Già dopo pochi anni di studio comparato dei risultati tra questo metodo di insegnamento e quello classico, è emerso che attraverso il primo le funzioni esecutive sono migliori così come il lobo frontale risulta maggiormente attivato migliorando la velocità delle connessioni sinaptiche.
La cura e l’educazione del movimento non può essere delegata alle associazioni
Le opportunità che la scuola può offrire sono una combinazione, spesso non positiva di competenze degli insegnanti, del tempo dedicato a una disciplina, delle strutture a disposizione. Meglio non guardare ancora al passato per cercare le responsabilità nella storica marginalità dell’educazione fisica all’interno del percorso educativo.
Indispensabile è guardare avanti e ottimizzare quello che c’è e ci sarà in futuro con la consapevolezza che il movimento è un bisogno essenziale che, se non soddisfatto, compromette il pieno sviluppo in maniera inversamente proporzionale alla svolta sedentaria del moderno stile di vita.
Negli investimenti la priorità va alla qualità dell’insegnamento dei più giovani: un docente capace saprà offrire stimoli efficaci anche in assenza di strutture adeguate (ad oggi non hanno una palestra il 60 per cento delle scuole): mentre il contrario non è scontato.

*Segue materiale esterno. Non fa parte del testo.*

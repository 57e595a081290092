//! Carga y gestión de configuración de la aplicación (servidor + Gemini + tiempos simulados).

use std::env;
use std::path::PathBuf;
use std::time::Duration;

use anyhow::{anyhow, Context, Result};
use tracing::warn;

pub const DEFAULT_GEMINI_BASE_URL: &str = "https://generativelanguage.googleapis.com/v1beta";
pub const DEFAULT_GEMINI_MODEL: &str = "gemini-2.0-flash";

/// Duraciones de la simulación (progreso de subida, análisis y "pensando").
#[derive(Clone, Debug, PartialEq, Eq)]
pub struct Timings {
    pub upload_step: Duration,
    pub analysis: Duration,
    pub thinking: Duration,
}

impl Default for Timings {
    fn default() -> Self {
        Self {
            upload_step: Duration::from_millis(100),
            analysis: Duration::from_millis(2000),
            thinking: Duration::from_millis(1500),
        }
    }
}

/// Configuración completa de la aplicación.
#[derive(Clone, Debug)]
pub struct AppConfig {
    pub server_addr: String,
    pub frontend_dir: PathBuf,
    pub open_browser: bool,

    pub gemini_api_key: Option<String>,
    pub gemini_base_url: String,
    pub gemini_model: String,

    pub preferences_path: PathBuf,
    pub timings: Timings,
}

impl AppConfig {
    /// Carga la configuración desde variables de entorno (usando .env si existe).
    pub fn from_env() -> Result<Self> {
        let server_addr =
            env::var("SERVER_ADDR").unwrap_or_else(|_| "127.0.0.1:3322".to_string());
        let frontend_dir = env::var("FRONTEND_DIR")
            .map(PathBuf::from)
            .unwrap_or_else(|_| PathBuf::from("frontend"));
        let open_browser = parse_bool("OPEN_BROWSER", true)?;

        let gemini_api_key = env::var("GEMINI_API_KEY").ok().filter(|k| !k.trim().is_empty());
        if gemini_api_key.is_none() {
            warn!("GEMINI_API_KEY no definida: el widget de chat responderá con el mensaje de error genérico.");
        }
        let gemini_base_url =
            env::var("GEMINI_BASE_URL").unwrap_or_else(|_| DEFAULT_GEMINI_BASE_URL.to_string());
        let gemini_model =
            env::var("GEMINI_MODEL").unwrap_or_else(|_| DEFAULT_GEMINI_MODEL.to_string());

        let preferences_path = match env::var("PREFERENCES_PATH") {
            Ok(path) => PathBuf::from(path),
            Err(_) => default_preferences_path()?,
        };

        let defaults = Timings::default();
        let timings = Timings {
            upload_step: parse_millis("UPLOAD_STEP_DELAY_MS", defaults.upload_step)?,
            analysis: parse_millis("ANALYSIS_DELAY_MS", defaults.analysis)?,
            thinking: parse_millis("THINKING_DELAY_MS", defaults.thinking)?,
        };

        Ok(Self {
            server_addr,
            frontend_dir,
            open_browser,
            gemini_api_key,
            gemini_base_url,
            gemini_model,
            preferences_path,
            timings,
        })
    }
}

fn default_preferences_path() -> Result<PathBuf> {
    let base = dirs::config_dir()
        .ok_or_else(|| anyhow!("No se pudo determinar el directorio de configuración del usuario."))?;
    Ok(base.join("legal-doc-assistant").join("preferences.json"))
}

fn parse_millis(key: &str, default: Duration) -> Result<Duration> {
    match env::var(key) {
        Ok(raw) => {
            let millis: u64 = raw
                .trim()
                .parse()
                .with_context(|| format!("{key} debe ser un número de milisegundos, no '{raw}'"))?;
            Ok(Duration::from_millis(millis))
        }
        Err(_) => Ok(default),
    }
}

fn parse_bool(key: &str, default: bool) -> Result<bool> {
    match env::var(key) {
        Ok(raw) => match raw.trim().to_lowercase().as_str() {
            "1" | "true" | "yes" | "on" => Ok(true),
            "0" | "false" | "no" | "off" => Ok(false),
            other => Err(anyhow!("{key} debe ser booleano, no '{other}'")),
        },
        Err(_) => Ok(default),
    }
}
//! Sesiones de chat y estrategias de respuesta.
//!
//! Las dos conversaciones de la página (panel de preguntas y widget flotante)
//! son el mismo `ChatSession` con distinta `ResponseStrategy`:
//!   - `LocalRuleStrategy`: respuestas enlatadas por palabra clave.
//!   - `RemoteGenerationStrategy`: prompt completo al endpoint generativo.
//!
//! Una sesión rechaza nuevas preguntas mientras espera la respuesta anterior.

use std::sync::{Arc, Mutex, MutexGuard};
use std::time::Duration;

use anyhow::Result;
use async_trait::async_trait;
use serde::Serialize;
use thiserror::Error;
use tracing::{error, info};

use crate::{
    llm::TextGenerator,
    locale::Language,
    models::{AnalysisResult, ChatMessage},
    pacing::Pacer,
};

pub const FALLBACK_REPLY: &str = "Sorry, I encountered an error. Please try again.";
pub const REMOTE_HISTORY_WINDOW: usize = 5;

/// Datos del entorno que una estrategia puede necesitar en cada turno.
#[derive(Debug, Clone, Default)]
pub struct TurnContext {
    pub language: Language,
    pub document: Option<AnalysisResult>,
}

#[async_trait]
pub trait ResponseStrategy: Send + Sync {
    /// `history` son los mensajes anteriores a `new_message`.
    async fn respond(
        &self,
        history: &[ChatMessage],
        new_message: &ChatMessage,
        context: &TurnContext,
    ) -> Result<String>;
}

// ---------------------------------------------------------------------
// ESTRATEGIA LOCAL
// ---------------------------------------------------------------------

const KEYWORD_RESPONSES: &[(&str, &str)] = &[
    ("obligations", "Based on your document, your main obligations include paying rent on time, maintaining the property in good condition, and following the terms outlined in the agreement. You should also notify the landlord of any issues promptly."),
    ("termination", "You can terminate the lease by providing 30 days written notice. However, early termination may require paying the remaining rent or finding a replacement tenant. Check your specific agreement for exact terms."),
    ("rights", "As a tenant, you have the right to quiet enjoyment of the property, timely repairs from the landlord, and proper notice before entry. You also have the right to dispute unfair charges."),
    ("breach", "If you break the contract, consequences may include late fees, eviction proceedings, damage to your credit, and potential legal action. The specific consequences depend on the type of breach."),
    ("default", "Default typically occurs after missing payments or violating terms. Consequences may include late fees, credit reporting, acceleration of debt, and potential legal action."),
    ("payment", "Payment terms vary by document type. Generally, payments are due monthly with specific due dates and late fees for missed payments. Check your document for exact amounts and dates."),
    ("security", "Security deposits are typically refundable and held for damages or unpaid rent. They must be returned within a specified time after lease termination, minus any legitimate deductions."),
    ("maintenance", "Maintenance responsibilities are usually split between tenant and landlord. Tenants typically handle minor repairs and cleaning, while landlords handle major structural issues and appliances."),
];

const MEANING_REPLY: &str = "I'd be happy to explain that term or clause. Could you provide more specific details about what you'd like me to clarify?";
const PERMISSION_REPLY: &str = "Your rights and permissions depend on the specific terms in your document. I can help clarify what you're allowed to do based on the agreement.";
const RISK_REPLY: &str = "I've identified several potential risks in your document. The main concerns are highlighted in the risk assessment section. Would you like me to explain any specific risks in more detail?";
const CLARIFY_REPLY: &str = "That's a great question! I can help explain that based on your document. Could you provide more specific details so I can give you the most accurate answer?";

/// Busca la primera respuesta enlatada que corresponde a la pregunta.
pub fn match_local_reply(question: &str) -> &'static str {
    let q = question.to_lowercase();

    if let Some((_, reply)) = KEYWORD_RESPONSES.iter().find(|(key, _)| q.contains(key)) {
        return *reply;
    }
    if q.contains("what") && q.contains("mean") {
        return MEANING_REPLY;
    }
    if q.contains("can i") || q.contains("am i allowed") {
        return PERMISSION_REPLY;
    }
    if q.contains("risk") || q.contains("dangerous") {
        return RISK_REPLY;
    }
    CLARIFY_REPLY
}

pub struct LocalRuleStrategy {
    pacer: Arc<dyn Pacer>,
    thinking: Duration,
}

impl LocalRuleStrategy {
    pub fn new(pacer: Arc<dyn Pacer>, thinking: Duration) -> Self {
        Self { pacer, thinking }
    }
}

#[async_trait]
impl ResponseStrategy for LocalRuleStrategy {
    async fn respond(
        &self,
        _history: &[ChatMessage],
        new_message: &ChatMessage,
        _context: &TurnContext,
    ) -> Result<String> {
        self.pacer.pause(self.thinking).await;
        Ok(match_local_reply(&new_message.body).to_string())
    }
}

// ---------------------------------------------------------------------
// ESTRATEGIA REMOTA
// ---------------------------------------------------------------------

const SYSTEM_PREAMBLE: &str = r#"You are an AI legal assistant powered by Gemini 2.0 Flash. You help users understand legal documents, answer legal questions, and provide guidance on legal matters.

Key capabilities:
- Analyze and explain legal documents
- Identify key terms, obligations, and risks
- Provide simplified explanations of complex legal language
- Answer questions about contracts, agreements, and legal processes
- Offer general legal guidance (but always recommend consulting a qualified attorney for specific legal advice)

Important guidelines:
- Always be helpful, accurate, and professional
- Simplify complex legal concepts into plain language
- Highlight potential risks or important clauses
- Recommend consulting a qualified attorney for serious legal matters
- Be concise but thorough in your responses
- Use examples when helpful for understanding"#;

/// Construye el prompt único que se envía al modelo remoto.
pub fn build_prompt(history: &[ChatMessage], new_message: &ChatMessage, context: &TurnContext) -> String {
    let mut prompt = String::from(SYSTEM_PREAMBLE);
    prompt.push_str("\n\n");
    prompt.push_str(context.language.response_directive());
    prompt.push_str("\n\nCurrent session context:");

    if let Some(doc) = &context.document {
        prompt.push_str(&format!(
            "\n\nUser has uploaded a {} with {} complexity level. Key points include: {}.\nSummary: {}",
            doc.document_type_label,
            doc.complexity,
            doc.key_points.join(", "),
            doc.summary
        ));
    }

    let recent_start = history.len().saturating_sub(REMOTE_HISTORY_WINDOW);
    let recent = &history[recent_start..];
    if !recent.is_empty() {
        prompt.push_str("\n\nRecent conversation:");
        for msg in recent {
            prompt.push_str(&format!("\n{}: {}", msg.author.label(), msg.body));
        }
    }

    prompt.push_str(&format!("\n\nUser: {}\n\nAssistant:", new_message.body));
    prompt
}

pub struct RemoteGenerationStrategy {
    generator: Arc<dyn TextGenerator>,
}

impl RemoteGenerationStrategy {
    pub fn new(generator: Arc<dyn TextGenerator>) -> Self {
        Self { generator }
    }
}

#[async_trait]
impl ResponseStrategy for RemoteGenerationStrategy {
    async fn respond(
        &self,
        history: &[ChatMessage],
        new_message: &ChatMessage,
        context: &TurnContext,
    ) -> Result<String> {
        let prompt = build_prompt(history, new_message, context);
        Ok(self.generator.generate(&prompt).await?)
    }
}

// ---------------------------------------------------------------------
// SESIÓN
// ---------------------------------------------------------------------

#[derive(Debug, Error, PartialEq, Eq)]
pub enum ChatError {
    #[error("ya hay una respuesta en curso para esta conversación")]
    Busy,
}

#[derive(Debug, Default)]
struct ChatState {
    history: Vec<ChatMessage>,
    open: bool,
    pending: bool,
}

/// Vista serializable de una sesión.
#[derive(Debug, Clone, Serialize)]
pub struct ChatSnapshot {
    pub open: bool,
    pub pending: bool,
    pub messages: Vec<ChatMessage>,
}

/// Conversación con historial sólo-añadir. Clonar comparte el estado.
#[derive(Clone)]
pub struct ChatSession {
    name: &'static str,
    state: Arc<Mutex<ChatState>>,
    strategy: Arc<dyn ResponseStrategy>,
}

impl ChatSession {
    pub fn new(name: &'static str, strategy: Arc<dyn ResponseStrategy>) -> Self {
        Self {
            name,
            state: Arc::new(Mutex::new(ChatState::default())),
            strategy,
        }
    }

    // Ninguna sección crítica deja el estado a medias, así que un mutex
    // envenenado se puede seguir usando.
    fn lock(&self) -> MutexGuard<'_, ChatState> {
        self.state.lock().unwrap_or_else(|poisoned| poisoned.into_inner())
    }

    /// Pregunta y espera la respuesta. Texto vacío: `Ok(None)` sin cambios.
    /// Un fallo de la estrategia se registra y se responde con `FALLBACK_REPLY`.
    pub async fn ask(&self, text: &str, context: &TurnContext) -> Result<Option<ChatMessage>, ChatError> {
        let text = text.trim();
        if text.is_empty() {
            return Ok(None);
        }

        let (history, question) = {
            let mut state = self.lock();
            if state.pending {
                return Err(ChatError::Busy);
            }
            let history = state.history.clone();
            let question = ChatMessage::user(text);
            state.history.push(question.clone());
            state.pending = true;
            (history, question)
        };
        // Si el futuro se cancela (cliente desconectado) la sesión queda libre igualmente.
        let pending = PendingGuard { session: self };

        let body = match self.strategy.respond(&history, &question, context).await {
            Ok(body) => body,
            Err(e) => {
                error!("Error generando respuesta en el chat '{}': {:#}", self.name, e);
                FALLBACK_REPLY.to_string()
            }
        };

        let reply = ChatMessage::assistant(body);
        self.lock().history.push(reply.clone());
        drop(pending);
        Ok(Some(reply))
    }

    /// Añade un mensaje del asistente sin pasar por la estrategia.
    pub fn append_assistant(&self, body: impl Into<String>) -> ChatMessage {
        let message = ChatMessage::assistant(body);
        self.lock().history.push(message.clone());
        message
    }

    pub fn open(&self, language: Language) {
        let mut state = self.lock();
        state.open = true;
        if state.history.is_empty() {
            state.history.push(ChatMessage::assistant(language.welcome_message()));
            info!("Chat '{}' abierto con mensaje de bienvenida ({:?}).", self.name, language);
        }
    }

    pub fn close(&self) {
        self.lock().open = false;
    }

    pub fn history(&self) -> Vec<ChatMessage> {
        self.lock().history.clone()
    }

    pub fn snapshot(&self) -> ChatSnapshot {
        let state = self.lock();
        ChatSnapshot {
            open: state.open,
            pending: state.pending,
            messages: state.history.clone(),
        }
    }
}

/// Baja el indicador `pending` al soltarse.
struct PendingGuard<'a> {
    session: &'a ChatSession,
}

impl Drop for PendingGuard<'_> {
    fn drop(&mut self) {
        self.session.lock().pending = false;
    }
}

La scuola è ancora l’unica esperienza che riguarda tutti e perciò la cura e l’educazione del movimento non può essere delegata alle associazioni sportive: secondo l’ultimo report di Sport e Salute, un terzo dei bambini italiani tra i 6 e i 10 anni non fa attività sportiva per difficoltà economiche della famiglia.
Pure ovviando questo problema tramite incentivi, la multilateralità e la polivalenza sotto forma di gioco deliberato difficilmente trovano soddisfazione in un contesto associazionistico dove tendenzialmente esiste un interesse specifico verso una disciplina sportiva e dove, peraltro, la possibilità di praticare senza gareggiare spesso non è contemplata.
Quando l’entusiasmo per i prossimi successi sportivi farà risuonare ancora parole di elogio del modello italiano quale eccellenza mondiale, ricordiamoci le percentuali di sedentarietà e mettiamo a fuoco la perdita di opportunità nello sviluppo del potenziale individuale a causa della carenza di stimoli motori e di avviamento allo sport. Poi viene da chiedersi come si fa ad essere al tempo stesso terra di campioni e di sedentari ma… questa è un’altra storia.